**TASK INSTRUCTIONS**
Report every line of the entries that contains the word "early".

(Extracted records)
BEGIN

//! Period boundary resolution
//!
//! Computes the current and previous windows for MoM/WoW/QoQ/YoY comparisons.
//!
//! Two policies:
//! - **Equivalent**: the reference date sits in the still-open period. The
//!   current window runs from the period start to the reference date and the
//!   previous window covers the same day offset one period back, clamped to
//!   the previous period's length (Mar 31 compares against Feb 28/29).
//! - **Complete**: the reference date sits in a closed period. Both windows
//!   span full calendar periods.
//!
//! Weeks start on Sunday. Quarters start in January, April, July, October.

use chrono::{Datelike, Duration, NaiveDate};
use serde::{Deserialize, Serialize};

use crate::error::{Error, Result};
use crate::models::{ComparisonType, DateRange};

/// Which comparison policy produced a set of bounds
#[derive(Debug, Clone, Copy, PartialEq, Eq, Serialize, Deserialize)]
#[serde(rename_all = "lowercase")]
pub enum PeriodMode {
    Equivalent,
    Complete,
}

/// Start/end dates for the current and previous comparison windows
#[derive(Debug, Clone, Copy, PartialEq, Eq, Serialize, Deserialize)]
pub struct PeriodBounds {
    pub comparison: ComparisonType,
    pub mode: PeriodMode,
    pub current_start: NaiveDate,
    pub current_end: NaiveDate,
    pub previous_start: NaiveDate,
    pub previous_end: NaiveDate,
}

impl PeriodBounds {
    pub fn current(&self) -> DateRange {
        DateRange::new(self.current_start, self.current_end)
    }

    pub fn previous(&self) -> DateRange {
        DateRange::new(self.previous_start, self.previous_end)
    }
}

/// Resolve comparison windows, picking the policy from the reference date
///
/// The reference date defaults to `today`. When it falls in the period that
/// contains `today` (or later) the equivalent policy applies, otherwise the
/// complete policy.
pub fn resolve_periods(
    comparison: ComparisonType,
    reference: Option<NaiveDate>,
    today: NaiveDate,
) -> Result<PeriodBounds> {
    let reference = reference.unwrap_or(today);
    if reference >= period_start(comparison, today) {
        resolve_equivalent(comparison, reference)
    } else {
        resolve_complete(comparison, reference)
    }
}

fn out_of_range(reference: NaiveDate) -> Error {
    Error::InvalidParameter(format!(
        "reference date {} is outside the supported calendar range",
        reference
    ))
}

/// Partial, day-aligned windows ending at the reference date
pub fn resolve_equivalent(comparison: ComparisonType, reference: NaiveDate) -> Result<PeriodBounds> {
    equivalent_bounds(comparison, reference).ok_or_else(|| out_of_range(reference))
}

fn equivalent_bounds(comparison: ComparisonType, reference: NaiveDate) -> Option<PeriodBounds> {
    let current_start = period_start(comparison, reference);

    let (previous_start, previous_end) = match comparison {
        ComparisonType::MoM => {
            let previous_start = shift_months(current_start, -1)?;
            let day = reference
                .day()
                .min(days_in_month(previous_start.year(), previous_start.month()));
            (previous_start, previous_start.with_day(day)?)
        }
        ComparisonType::WoW => (days_before(current_start, 7)?, days_before(reference, 7)?),
        ComparisonType::QoQ => {
            let previous_start = shift_months(current_start, -3)?;
            let previous_len = (current_start - previous_start).num_days();
            let offset = (reference - current_start).num_days().min(previous_len - 1);
            (previous_start, days_after(previous_start, offset)?)
        }
        ComparisonType::YoY => (
            shift_months(current_start, -12)?,
            same_day_previous_year(reference)?,
        ),
    };

    Some(PeriodBounds {
        comparison,
        mode: PeriodMode::Equivalent,
        current_start,
        current_end: reference,
        previous_start,
        previous_end,
    })
}

/// Full calendar windows: the period containing the reference date and the
/// one before it
pub fn resolve_complete(comparison: ComparisonType, reference: NaiveDate) -> Result<PeriodBounds> {
    complete_bounds(comparison, reference).ok_or_else(|| out_of_range(reference))
}

fn complete_bounds(comparison: ComparisonType, reference: NaiveDate) -> Option<PeriodBounds> {
    let current_start = period_start(comparison, reference);
    let months = match comparison {
        ComparisonType::MoM => 1,
        ComparisonType::QoQ => 3,
        ComparisonType::YoY => 12,
        ComparisonType::WoW => 0,
    };
    let (current_end, previous_start) = if months == 0 {
        (days_after(current_start, 6)?, days_before(current_start, 7)?)
    } else {
        (
            days_before(shift_months(current_start, months)?, 1)?,
            shift_months(current_start, -months)?,
        )
    };

    Some(PeriodBounds {
        comparison,
        mode: PeriodMode::Complete,
        current_start,
        current_end,
        previous_start,
        previous_end: days_before(current_start, 1)?,
    })
}

/// First day of the comparison period containing `date`
pub fn period_start(comparison: ComparisonType, date: NaiveDate) -> NaiveDate {
    match comparison {
        ComparisonType::MoM => month_start(date),
        ComparisonType::WoW => week_start(date),
        ComparisonType::QoQ => quarter_start(date),
        ComparisonType::YoY => year_start(date),
    }
}

pub fn days_before(date: NaiveDate, days: i64) -> Option<NaiveDate> {
    Duration::try_days(days).and_then(|d| date.checked_sub_signed(d))
}

pub fn days_after(date: NaiveDate, days: i64) -> Option<NaiveDate> {
    Duration::try_days(days).and_then(|d| date.checked_add_signed(d))
}

/// Sunday on or before `date`, saturating at the earliest representable day
pub fn week_start(date: NaiveDate) -> NaiveDate {
    days_before(date, date.weekday().num_days_from_sunday() as i64).unwrap_or(NaiveDate::MIN)
}

pub fn month_start(date: NaiveDate) -> NaiveDate {
    date.with_day(1).expect("Day 1 always valid")
}

/// Zero-based quarter index
pub fn quarter_index(date: NaiveDate) -> u32 {
    (date.month() - 1) / 3
}

pub fn quarter_start(date: NaiveDate) -> NaiveDate {
    NaiveDate::from_ymd_opt(date.year(), quarter_index(date) * 3 + 1, 1)
        .expect("Quarter start always valid")
}

pub fn year_start(date: NaiveDate) -> NaiveDate {
    NaiveDate::from_ymd_opt(date.year(), 1, 1).expect("Jan 1 always valid")
}

pub fn days_in_month(year: i32, month: u32) -> u32 {
    match month {
        2 if NaiveDate::from_ymd_opt(year, 2, 29).is_some() => 29,
        2 => 28,
        4 | 6 | 9 | 11 => 30,
        _ => 31,
    }
}

/// Move a date by whole months, landing on the first of the month
///
/// `None` once the result leaves the representable calendar.
pub fn shift_months(date: NaiveDate, months: i64) -> Option<NaiveDate> {
    let total = (i64::from(date.year()) * 12 + i64::from(date.month0())).checked_add(months)?;
    let year = i32::try_from(total.div_euclid(12)).ok()?;
    let month = total.rem_euclid(12) as u32 + 1;
    NaiveDate::from_ymd_opt(year, month, 1)
}

/// Same month/day one year earlier; Feb 29 becomes Feb 28
fn same_day_previous_year(date: NaiveDate) -> Option<NaiveDate> {
    let year = date.year() - 1;
    let day = date.day().min(days_in_month(year, date.month()));
    NaiveDate::from_ymd_opt(year, date.month(), day)
}

#[cfg(test)]
mod tests {
    use super::*;

    fn d(s: &str) -> NaiveDate {
        NaiveDate::parse_from_str(s, "%Y-%m-%d").unwrap()
    }

    #[test]
    fn test_week_starts_on_sunday() {
        // 2024-01-10 is a Wednesday
        assert_eq!(week_start(d("2024-01-10")), d("2024-01-07"));
        assert_eq!(week_start(d("2024-01-07")), d("2024-01-07"));
        assert_eq!(week_start(d("2024-01-06")), d("2023-12-31"));
    }

    #[test]
    fn test_quarter_helpers() {
        assert_eq!(quarter_index(d("2024-01-31")), 0);
        assert_eq!(quarter_index(d("2024-12-01")), 3);
        assert_eq!(quarter_start(d("2024-05-17")), d("2024-04-01"));
        assert_eq!(quarter_start(d("2024-10-01")), d("2024-10-01"));
    }

    #[test]
    fn test_shift_months_crosses_years() {
        assert_eq!(shift_months(d("2024-01-15"), -1), Some(d("2023-12-01")));
        assert_eq!(shift_months(d("2024-11-01"), 3), Some(d("2025-02-01")));
        assert_eq!(shift_months(d("2024-03-01"), -12), Some(d("2023-03-01")));
    }

    #[test]
    fn test_shift_months_leaves_calendar() {
        assert_eq!(shift_months(d("2024-05-01"), -4_000_000), None);
        assert_eq!(shift_months(NaiveDate::MAX, 1), None);
        assert_eq!(shift_months(d("2024-05-01"), i64::MAX), None);
    }

    #[test]
    fn test_days_in_month() {
        assert_eq!(days_in_month(2023, 2), 28);
        assert_eq!(days_in_month(2024, 2), 29);
        assert_eq!(days_in_month(2024, 12), 31);
    }

    #[test]
    fn test_equivalent_mom_clamps_to_short_february() {
        let bounds = resolve_equivalent(ComparisonType::MoM, d("2023-03-31")).unwrap();
        assert_eq!(bounds.current_start, d("2023-03-01"));
        assert_eq!(bounds.current_end, d("2023-03-31"));
        assert_eq!(bounds.previous_start, d("2023-02-01"));
        assert_eq!(bounds.previous_end, d("2023-02-28"));
        assert_eq!(bounds.previous_end.day(), 31u32.min(28));

        let leap = resolve_equivalent(ComparisonType::MoM, d("2024-03-30")).unwrap();
        assert_eq!(leap.previous_end, d("2024-02-29"));
    }

    #[test]
    fn test_equivalent_mom_mid_month() {
        let bounds = resolve_equivalent(ComparisonType::MoM, d("2024-01-15")).unwrap();
        assert_eq!(bounds.previous_start, d("2023-12-01"));
        assert_eq!(bounds.previous_end, d("2023-12-15"));
    }

    #[test]
    fn test_equivalent_wow() {
        let bounds = resolve_equivalent(ComparisonType::WoW, d("2024-01-10")).unwrap();
        assert_eq!(bounds.current_start, d("2024-01-07"));
        assert_eq!(bounds.previous_start, d("2023-12-31"));
        assert_eq!(bounds.previous_end, d("2024-01-03"));
    }

    #[test]
    fn test_equivalent_qoq_clamps_day_of_quarter() {
        // Q3 is 92 days, Q2 is 91 days; last day of Q3 maps to last day of Q2
        let bounds = resolve_equivalent(ComparisonType::QoQ, d("2024-09-30")).unwrap();
        assert_eq!(bounds.current_start, d("2024-07-01"));
        assert_eq!(bounds.previous_start, d("2024-04-01"));
        assert_eq!(bounds.previous_end, d("2024-06-30"));

        let early = resolve_equivalent(ComparisonType::QoQ, d("2024-04-10")).unwrap();
        assert_eq!(early.previous_start, d("2024-01-01"));
        assert_eq!(early.previous_end, d("2024-01-10"));
    }

    #[test]
    fn test_equivalent_yoy_leap_day() {
        let bounds = resolve_equivalent(ComparisonType::YoY, d("2024-02-29")).unwrap();
        assert_eq!(bounds.current_start, d("2024-01-01"));
        assert_eq!(bounds.previous_start, d("2023-01-01"));
        assert_eq!(bounds.previous_end, d("2023-02-28"));
    }

    #[test]
    fn test_complete_periods() {
        let mom = resolve_complete(ComparisonType::MoM, d("2024-02-10")).unwrap();
        assert_eq!(mom.current_start, d("2024-02-01"));
        assert_eq!(mom.current_end, d("2024-02-29"));
        assert_eq!(mom.previous_start, d("2024-01-01"));
        assert_eq!(mom.previous_end, d("2024-01-31"));

        let wow = resolve_complete(ComparisonType::WoW, d("2024-01-10")).unwrap();
        assert_eq!(wow.current_end, d("2024-01-13"));
        assert_eq!(wow.previous_end, d("2024-01-06"));

        let qoq = resolve_complete(ComparisonType::QoQ, d("2024-02-10")).unwrap();
        assert_eq!(qoq.current_end, d("2024-03-31"));
        assert_eq!(qoq.previous_start, d("2023-10-01"));

        let yoy = resolve_complete(ComparisonType::YoY, d("2023-06-01")).unwrap();
        assert_eq!(yoy.current_end, d("2023-12-31"));
        assert_eq!(yoy.previous_start, d("2022-01-01"));
        assert_eq!(yoy.previous_end, d("2022-12-31"));
    }

    #[test]
    fn test_mode_selection() {
        let today = d("2024-05-20");

        let open = resolve_periods(ComparisonType::MoM, None, today).unwrap();
        assert_eq!(open.mode, PeriodMode::Equivalent);
        assert_eq!(open.current_end, today);

        let closed = resolve_periods(ComparisonType::MoM, Some(d("2024-04-15")), today).unwrap();
        assert_eq!(closed.mode, PeriodMode::Complete);
        assert_eq!(closed.current_start, d("2024-04-01"));
        assert_eq!(closed.current_end, d("2024-04-30"));

        // Earlier this month is still the open period
        let same_month = resolve_periods(ComparisonType::MoM, Some(d("2024-05-02")), today)
            .unwrap();
        assert_eq!(same_month.mode, PeriodMode::Equivalent);
        assert_eq!(same_month.current_end, d("2024-05-02"));
    }

    #[test]
    fn test_calendar_edges_are_invalid_parameters() {
        for comparison in [
            ComparisonType::MoM,
            ComparisonType::WoW,
            ComparisonType::QoQ,
            ComparisonType::YoY,
        ] {
            assert!(matches!(
                resolve_complete(comparison, NaiveDate::MAX),
                Err(Error::InvalidParameter(_))
            ));
            assert!(matches!(
                resolve_equivalent(comparison, NaiveDate::MIN),
                Err(Error::InvalidParameter(_))
            ));
        }
        assert_eq!(week_start(NaiveDate::MIN), NaiveDate::MIN);
        assert_eq!(days_before(d("2024-05-01"), i64::MAX), None);
    }
}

END

**SOLUTION FOR THIS PROBLEM**
        let early = resolve_equivalent(ComparisonType::QoQ, d("2024-04-10")).unwrap();
        assert_eq!(early.previous_start, d("2024-01-01"));
        assert_eq!(early.previous_end, d("2024-01-10"));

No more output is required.